Looking at Niang versus Duncan Robinson you can clearly see how a player's physical profile can make all the difference. Two players with similar length and skillset. But Robinson is much more gifted physically with good quickness which allows him to play as a SF or even a SG with size advantage. Whereas Niang will always be at a matchup disadvantage physically because of his tweener body that makes him too slow against most guards and too small against most forwards.
This is exactly what I've been saying, but some people on here thought it was crazy. There is a reason why high school players become Blue Chippers and get scholarships to the big college basketball schools: they have skills, attributes, athleticism, vision, smarts, whatever that make them more appealing for coaches to coach and mold into players. Because of the one and done system some of these Blue Chip guys leave early based on bad advice or over-confidence and are either drafted lower than they expected or not drafted at all. These are the guys we should be trying to develop, especially if they are only in their early 20's.

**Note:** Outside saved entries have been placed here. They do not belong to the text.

//! spend-cli - Command-line personal expense tracker
//!
//! This library provides the core functionality for the spend-cli expense
//! tracker: a flat-file expense ledger and a monthly budget summarizer. The
//! binary in `main.rs` is a thin clap shell over it.
//!
//! # Architecture
//!
//! The crate is organized into the following modules:
//!
//! - `config`: Configuration and path management
//! - `error`: Custom error types
//! - `models`: Core data models (money, categories, expenses, the ledger)
//! - `storage`: Flat-file ledger storage with atomic rewrites and backups
//! - `reports`: Budget summarization
//! - `cli`: Command handlers and the interactive menu loop
//!
//! The ledger is loaded fresh from disk at the start of every mutating or
//! reporting operation and written back in full on every mutation; the core
//! never touches a terminal.

pub mod cli;
pub mod config;
pub mod error;
pub mod models;
pub mod reports;
pub mod storage;

pub use error::{SpendError, SpendResult};
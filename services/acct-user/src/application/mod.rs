mod service;

pub use service::{LoginResponse, RegisterRequest, UserAccountService, UserDto};
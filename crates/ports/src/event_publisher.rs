//! Event Publisher trait 定义

use async_trait::async_trait;
use mailflow_errors::PublishError;
use serde::Serialize;

/// 事件发布者 trait
///
/// 消息按 key 路由到分区，同一账号的事件落在同一分区内有序
#[async_trait]
pub trait EventPublisher: Send + Sync {
    /// 发布带 key 的原始 JSON 负载，返回 (partition, offset)
    async fn publish_raw(
        &self,
        topic: &str,
        key: &str,
        payload: &str,
    ) -> Result<(i32, i64), PublishError>;
}

/// 序列化事件并发布
pub async fn publish_event<E: Serialize + Sync>(
    publisher: &dyn EventPublisher,
    topic: &str,
    key: &str,
    event: &E,
) -> Result<(i32, i64), PublishError> {
    let payload = serde_json::to_string(event)
        .map_err(|e| PublishError::Serialization(e.to_string()))?;

    publisher.publish_raw(topic, key, &payload).await
}
//! 单次投递尝试的结果
//!
//! 消费端的 ack/重投递决策建立在这个枚举上，不做字符串匹配

use mailflow_errors::{SendError, StoreError};

/// 一次投递尝试的结果，不持久化
#[derive(Debug, Clone, PartialEq, Eq)]
pub enum DispatchOutcome {
    /// 投递成功，消息可以确认
    Sent,
    /// 瞬时失败，不确认，等待 broker 重投递
    TransientFailure(String),
    /// 永久失败，确认消息并上报运维通道
    PermanentFailure(String),
}

impl DispatchOutcome {
    pub fn is_sent(&self) -> bool {
        matches!(self, DispatchOutcome::Sent)
    }
}

/// 存储失败意味着这次尝试没有被持久记录，按瞬时失败处理
impl From<StoreError> for DispatchOutcome {
    fn from(err: StoreError) -> Self {
        DispatchOutcome::TransientFailure(err.to_string())
    }
}

impl From<SendError> for DispatchOutcome {
    fn from(err: SendError) -> Self {
        match err {
            SendError::Transient(reason) => DispatchOutcome::TransientFailure(reason),
            SendError::Permanent(reason) => DispatchOutcome::PermanentFailure(reason),
        }
    }
}
//! 内存版令牌吊销集合
//!
//! 条目 TTL 即令牌剩余有效期：令牌自身过期后无需继续记录。
//! 读多写少，用 RwLock；过期条目在写入时顺带清理。

use std::collections::HashMap;
use std::time::{Duration, Instant};

use async_trait::async_trait;
use mailflow_ports::TokenRevocationSet;
use tokio::sync::RwLock;

/// 内存吊销集合
#[derive(Default)]
pub struct InMemoryTokenRevocationSet {
    entries: RwLock<HashMap<String, Instant>>,
}

impl InMemoryTokenRevocationSet {
    pub fn new() -> Self {
        Self::default()
    }
}

#[async_trait]
impl TokenRevocationSet for InMemoryTokenRevocationSet {
    async fn revoke(&self, token_id: &str, ttl: Duration) {
        let mut entries = self.entries.write().await;
        let now = Instant::now();
        entries.retain(|_, expires_at| *expires_at > now);
        entries.insert(token_id.to_string(), now + ttl);
    }

    async fn is_revoked(&self, token_id: &str) -> bool {
        let entries = self.entries.read().await;
        match entries.get(token_id) {
            Some(expires_at) => *expires_at > Instant::now(),
            None => false,
        }
    }
}

#[cfg(test)]
mod tests {
    use super::*;

    #[tokio::test]
    async fn test_revoked_token_is_reported() {
        let set = InMemoryTokenRevocationSet::new();
        set.revoke("token-1", Duration::from_secs(60)).await;

        assert!(set.is_revoked("token-1").await);
        assert!(!set.is_revoked("token-2").await);
    }

    #[tokio::test]
    async fn test_entry_expires_with_ttl() {
        let set = InMemoryTokenRevocationSet::new();
        set.revoke("token-1", Duration::from_millis(10)).await;

        tokio::time::sleep(Duration::from_millis(20)).await;
        assert!(!set.is_revoked("token-1").await);
    }

    #[tokio::test]
    async fn test_expired_entries_are_swept_on_write() {
        let set = InMemoryTokenRevocationSet::new();
        set.revoke("stale", Duration::from_millis(10)).await;
        tokio::time::sleep(Duration::from_millis(20)).await;

        set.revoke("fresh", Duration::from_secs(60)).await;
        let entries = set.entries.read().await;
        assert!(!entries.contains_key("stale"));
        assert!(entries.contains_key("fresh"));
    }
}
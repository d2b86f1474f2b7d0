use crate::{ConsumerConfig, EmailConfig, VerificationConfig};
use secrecy::Secret;

#[test]
fn test_secret_redaction() {
    let secret = Secret::new("my_smtp_password".to_string());
    let debug_output = format!("{:?}", secret);
    assert!(debug_output.contains("Secret([REDACTED"));
    assert!(!debug_output.contains("my_smtp_password"));
}

#[test]
fn test_email_config_redaction() {
    let config = EmailConfig {
        smtp_host: "smtp.example.com".to_string(),
        smtp_port: 587,
        username: "noreply@example.com".to_string(),
        password: Secret::new("hunter2".to_string()),
        from_email: "noreply@example.com".to_string(),
        from_name: "Mailflow".to_string(),
        use_tls: true,
        timeout_secs: 30,
        template_dir: "templates".to_string(),
    };
    let debug_output = format!("{:?}", config);
    assert!(!debug_output.contains("hunter2"));
    assert!(debug_output.contains("Secret([REDACTED"));
}

#[test]
fn test_verification_defaults() {
    let config = VerificationConfig::default();
    assert_eq!(config.code_length, 16);
    assert_eq!(config.code_ttl_minutes, 5);
}

#[test]
fn test_consumer_defaults() {
    let config = ConsumerConfig::default();
    assert_eq!(config.max_redeliveries, 5);
    assert_eq!(config.redelivery_delay_ms, 500);
}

Here's a small list to start with for those who always ask for such things:
Trevon Duval, Duke, 22 years old 6'2" point guard
Marques Bolden, Duke, 22 years old, 6'10" center
Moses Brown, UCLA, 20 years old, 7'2", center
Kobi Simmons, Arizona, 23, 6'5" point guard
There are a few others who are young Blue Chip recruits within the last five years or so with the physical profiles who can potentially develop into decent bench/role players. In my opinion, we should only have three projects, at most, on the team at a time though. I like the idea of having solid veterans run the bench unit. This year the Jeff Green, Ed Davis and Mudiay signings weren't the greatest, but Green and Davis were solid and Mudiay is a potential development project who, if well-developed, has the size and physical attributes to be a good bench role player.